Frise-se que o demonstrativo da Empresa Brasileira de Correios e Telégrafos, juntado à fl. 34, indica que os serviços prestados dizem respeito ao período de 07-12-04, quando a anotação já tinha sido lançada. Assim, não servindo de prova, nas circunstâncias, de que o autor fora devidamente comunicado de futura restrição, para que pudesse evitá-la.

Desse modo, considerando o fim ao qual se destina a apontada norma, qual seja, cientificar o consumidor sobre a abertura de cadastro, possibilitando o exercício do direito à retificação dos dados e, até mesmo, o pagamento da dívida, a comunicação há de ser prévia ao lançamento.

Por outro lado, a própria ré admite a inclusão cadastral do autor, sob a alegação de inadimplência. Por certo, tal alegação seria aceitável se houvesse o cumprimento da exigência legal. E mais, se a correspondência tivesse mesmo chegado às mãos do devedor.

Nas circunstâncias, então, não se mostrou legítimo o lançamento levado a efeito pela ré. Sendo assim, o dano moral resta perfeitamente caracterizado, não necessitando de nenhum outro elemento complementar, a autorizar a reparação perseguida.

O lançamento do nome do autor, em tais circunstâncias, consubstanciou, no mínimo, um abuso de direito que, por isso mesmo, não pode ser tolerado. Quanto mais, diante das conhecidas conseqüências negativas daí advindas, não só para a honra do interessado, como para a obtenção de novos créditos.

O ato ilícito está, inegavelmente, presente na ação da ré, agindo culposamente no lançamento do nome do autor em cadastro de inadimplentes, sem a prévia comunicação, causando-lhe, só por isso, indesmentível dano moral e havendo claro nexo de causalidade entre esse dano e o comportamento do ré.
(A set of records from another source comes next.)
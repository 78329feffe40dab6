//! The indicator binding must exist before any page spawns a request.
//!
//! `use_effect` runs after the first render, by which time the dashboard's
//! `use_resource` tasks are already spawned, so their first `htmx:indicator`
//! would reach no listener. Installing in `use_hook` runs during the render.

use std::fs;
use std::path::Path;

fn app_body() -> String {
    let source =
        fs::read_to_string(Path::new(env!("CARGO_MANIFEST_DIR")).join("src/lib.rs")).unwrap();
    let start = source.find("pub fn App()").expect("App component");
    let body = &source[start..];
    let end = body.find("rsx!").expect("App renders");
    body[..end].to_string()
}

#[test]
fn test_indicator_installed_during_first_render() {
    let body = app_body();
    let install = body
        .find("indicator::install(")
        .expect("App installs the indicator");
    let hook = body[..install]
        .rfind("use_hook(")
        .expect("install runs inside use_hook");
    assert!(
        !body[hook..install].contains(';'),
        "install is not the use_hook initializer"
    );
    assert!(!body.contains("use_effect"));
}

#[test]
fn test_tracker_notifies_the_indicator_event() {
    let body = app_body();
    assert!(body.contains("RequestTracker::new(indicator::dispatch_visibility)"));
}
use crate::Route;
use dioxus::prelude::*;
use portal_ui::LoadingIndicatorView;

#[component]
pub fn AppLayout() -> Element {
    rsx! {
        header { class: "app-header",
            h1 { class: "app-title", "Data Portal" }
            nav { class: "app-nav",
                Link { to: Route::Dashboard {}, "Dashboard" }
                Link { to: Route::LogActivity {}, "Log activity" }
            }
            LoadingIndicatorView {}
        }
        main { Outlet::<Route> {} }
    }
}
pub mod indicator;
pub mod pages;

use std::rc::Rc;

use dioxus::prelude::*;
use pages::{AppLayout, Dashboard, LogActivity};
use portal_client::ApiClient;
use portal_common::{IndicatorConfig, RequestTracker, Theme};

pub const MAIN_CSS: Asset = asset!("/assets/main.css");

#[derive(Debug, Clone, Routable, PartialEq)]
#[rustfmt::skip]
pub enum Route {
    #[layout(AppLayout)]
    #[route("/")]
    Dashboard {},
    #[route("/activities/new")]
    LogActivity {},
}

#[component]
pub fn App() -> Element {
    use_context_provider(ApiClient::default);
    use_context_provider(|| RequestTracker::new(indicator::dispatch_visibility));

    // Installed during the first render so the listener exists before any
    // page starts a request. Dropping the binding removes the listener and
    // cancels any running timer.
    use_hook(|| Rc::new(indicator::install(IndicatorConfig::default())));

    let theme_css = Theme::default().css_variables();

    rsx! {
        document::Link { rel: "stylesheet", href: MAIN_CSS }
        style { "{theme_css}" }
        div { class: "app-shell", Router::<Route> {} }
    }
}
Trata-se de situação vexatória e injusta. Tudo, como previsto no art. 186 do novo CC.

Cabe destacar que o fato de o autor ter outro registro cadastral, como mostra o documento da fl. 31, não tem o condão de afastar a pretendida reparação nas circunstâncias, na medida em que tal anotação foi lançada depois, em 22-02-05.

Também perde relevância o documento da fl. 63, indicando que o registro em tela foi efetuado em 14-12-04, tendo em vista a informação da fl. 15, disponibilizada ao autor, e o documento da fl. 31, juntado pela própria demandada, apontando como data da inclusão o dia 03-12-04.
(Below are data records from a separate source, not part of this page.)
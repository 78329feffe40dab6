//! Theme tokens for the portal pages
//!
//! Declarative data only. The web app injects [`Theme::css_variables`] into the
//! document head and stylesheets refer to the custom properties.

use std::fmt::Write;

/// Font stack and color tokens.
#[derive(Debug, Clone, PartialEq, Eq)]
pub struct Theme {
    pub font_mono: Vec<&'static str>,
    pub portal_blue: &'static str,
    pub portal_light_blue: &'static str,
}

impl Default for Theme {
    fn default() -> Self {
        Self {
            font_mono: vec!["Courier New", "Monaco", "Consolas", "monospace"],
            portal_blue: "#00BFFF",
            portal_light_blue: "#E0F7FF",
        }
    }
}

impl Theme {
    /// CSS `font-family` value for the monospace stack. Names with spaces are quoted.
    pub fn font_mono_family(&self) -> String {
        self.font_mono
            .iter()
            .map(|name| {
                if name.contains(' ') {
                    format!("'{name}'")
                } else {
                    name.to_string()
                }
            })
            .collect::<Vec<_>>()
            .join(", ")
    }

    /// Render the tokens as a `:root` block of CSS custom properties.
    pub fn css_variables(&self) -> String {
        let mut css = String::from(":root {\n");
        let _ = writeln!(css, "  --font-mono: {};", self.font_mono_family());
        let _ = writeln!(css, "  --portal-blue: {};", self.portal_blue);
        let _ = writeln!(css, "  --portal-light-blue: {};", self.portal_light_blue);
        css.push('}');
        css
    }
}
Estabelecido isso, passo ao valor da reparação. Conforme conhecida lição de Caio Mário da Silva Pereira: "A vítima de uma lesão a algum daqueles direitos sem cunho patrimonial efetivo, mas ofendida em um bem jurídico que em certos casos pode ser mesmo mais valioso do que os integrantes de seu patrimônio, deve receber uma soma que lhe compense a dor ou o sofrimento, a ser arbitrada pelo Juiz, atendendo às circunstâncias de cada caso, e tendo em vista as posses do ofensor e a situação pessoal do ofendido. Nem tão grande que se converta em fonte de enriquecimento, nem tão pequena que se torne inexpressiva". (Responsabilidade Civil, nº 49, p. 60, 4ª ed.,1993)

Não parece ser outra, a preocupação de Sergio Cavalieri Filho, ao tratar do arbitramento do dano moral: "Creio, também, que este é outro ponto onde o princípio da lógica do razoável deve ser a bússola norteadora do julgador. Razoável é aquilo que é sensato, comedido, moderado; que guarda uma certa proporcionalidade. A razoabilidade é o critério que permite cotejar meios e fins, causas e conseqüências, de modo a aferir a lógica da decisão.
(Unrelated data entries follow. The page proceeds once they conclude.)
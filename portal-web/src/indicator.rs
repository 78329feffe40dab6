//! Browser binding for the loading indicator
//!
//! Plugs `setInterval` and id-based element lookup into the
//! [`LoadingIndicator`] controller and subscribes it to `htmx:indicator` on
//! `document.body`. The same event is dispatched for this app's own requests,
//! so an htmx-served page and the Dioxus pages drive one controller.

use std::cell::RefCell;
use std::rc::{Rc, Weak};
use std::time::Duration;

use portal_common::{
    visibility_from_detail, IndicatorConfig, IndicatorView, LoadingIndicator, TickScheduler,
};
use portal_ui::wasm_utils::EventListener;
use tracing::{debug, info, warn};
use wasm_bindgen_x::prelude::*;

/// Event fired by htmx when a request indicator should change.
pub const HTMX_INDICATOR_EVENT: &str = "htmx:indicator";

type DomIndicator = LoadingIndicator<IntervalTimer, DomIndicatorView>;

/// `window.setInterval` driving a single tick callback.
pub struct IntervalTimer {
    window: web_sys_x::Window,
    on_tick: Closure<dyn FnMut()>,
}

impl TickScheduler for IntervalTimer {
    type Handle = i32;

    fn schedule(&mut self, period: Duration) -> Option<i32> {
        let millis = i32::try_from(period.as_millis()).unwrap_or(i32::MAX);
        self.window
            .set_interval_with_callback_and_timeout_and_arguments_0(
                self.on_tick.as_ref().unchecked_ref(),
                millis,
            )
            .ok()
    }

    fn cancel(&mut self, handle: i32) {
        self.window.clear_interval_with_handle(handle);
    }
}

/// Updates the indicator elements, looking them up by id on every call.
pub struct DomIndicatorView {
    document: web_sys_x::Document,
    container_id: String,
    dots_id: String,
}

impl DomIndicatorView {
    pub fn new(document: web_sys_x::Document, config: &IndicatorConfig) -> Self {
        Self {
            document,
            container_id: config.container_id.clone(),
            dots_id: config.dots_id.clone(),
        }
    }

    fn container(&self) -> Option<web_sys_x::HtmlElement> {
        let element = self.document.get_element_by_id(&self.container_id);
        if element.is_none() {
            debug!("#{} not in document, skipping", self.container_id);
        }
        element?.dyn_into::<web_sys_x::HtmlElement>().ok()
    }
}

impl IndicatorView for DomIndicatorView {
    fn show(&mut self) {
        if let Some(el) = self.container() {
            let _ = el.style().remove_property("display");
        }
    }

    fn hide(&mut self) {
        if let Some(el) = self.container() {
            let _ = el.style().set_property("display", "none");
        }
    }

    fn set_text(&mut self, text: &str) {
        match self.document.get_element_by_id(&self.dots_id) {
            Some(el) => el.set_text_content(Some(text)),
            None => debug!("#{} not in document, skipping", self.dots_id),
        }
    }
}

/// Keeps the controller and its event subscription alive.
///
/// Dropping it removes the listener, then cancels any live timer.
pub struct IndicatorBinding {
    _listener: EventListener,
    _controller: Rc<RefCell<DomIndicator>>,
}

/// Build the controller and subscribe it to `htmx:indicator`.
///
/// Returns `None` outside a browser document.
pub fn install(config: IndicatorConfig) -> Option<IndicatorBinding> {
    let window = web_sys_x::window()?;
    let document = window.document()?;
    let body = document.body()?;
    let view = DomIndicatorView::new(document, &config);

    // The timer callback only holds a weak reference, so the controller is
    // dropped with the binding even while an interval is scheduled.
    let controller = Rc::new_cyclic(|weak: &Weak<RefCell<DomIndicator>>| {
        let weak = weak.clone();
        let on_tick = Closure::wrap(Box::new(move || {
            if let Some(controller) = weak.upgrade() {
                controller.borrow_mut().tick();
            }
        }) as Box<dyn FnMut()>);
        RefCell::new(LoadingIndicator::new(
            config,
            IntervalTimer { window, on_tick },
            view,
        ))
    });

    let target = Rc::downgrade(&controller);
    let listener = EventListener::new(body.into(), HTMX_INDICATOR_EVENT, move |event| {
        let visible = visible_from_event(&event);
        if let Some(controller) = target.upgrade() {
            controller.borrow_mut().on_visibility_changed(visible);
        }
    });

    info!("Loading indicator listening for {HTMX_INDICATOR_EVENT}");
    Some(IndicatorBinding {
        _listener: listener,
        _controller: controller,
    })
}

/// Read `event.detail.visible`. Anything but a boolean `true` counts as hidden.
fn visible_from_event(event: &JsValue) -> bool {
    let visible = js_sys_x::Reflect::get(event, &JsValue::from_str("detail"))
        .and_then(|detail| js_sys_x::Reflect::get(&detail, &JsValue::from_str("visible")))
        .ok()
        .and_then(|visible| visible.as_bool());
    visibility_from_detail(visible)
}

/// Fire `htmx:indicator` on `document.body` with `detail.visible`.
pub fn dispatch_visibility(visible: bool) {
    let Some(body) = web_sys_x::window()
        .and_then(|w| w.document())
        .and_then(|d| d.body())
    else {
        return;
    };

    let detail = js_sys_x::Object::new();
    let _ = js_sys_x::Reflect::set(
        &detail,
        &JsValue::from_str("visible"),
        &JsValue::from_bool(visible),
    );

    let init = web_sys_x::CustomEventInit::new();
    init.set_detail(&detail);

    match web_sys_x::CustomEvent::new_with_event_init_dict(HTMX_INDICATOR_EVENT, &init) {
        Ok(event) => {
            let _ = body.dispatch_event(&event);
        }
        Err(e) => warn!("Failed to create {HTMX_INDICATOR_EVENT} event: {e:?}"),
    }
}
"Para que a decisão seja razoável é necessário que a conclusão nela estabelecida seja adequada aos motivos que a determinaram; que os meios escolhidos sejam compatíveis com os fins visados; que a sanção seja proporcional ao dano. Importa dizer que o Juiz, ao valorar o dano moral, deve arbitrar uma quantia que, de acordo com o seu prudente arbítrio, seja compatível com a reprovabilidade da conduta ilícita, a intensidade e duração do sofrimento experimentado pela vítima, a capacidade econômica do causador do dano, as condições sociais do ofendido, e outras circunstâncias mais que se fizerem presentes". (Programa de Responsabilidade Civil, item 19.5, pp. 97/98, 3ª ed., 2002)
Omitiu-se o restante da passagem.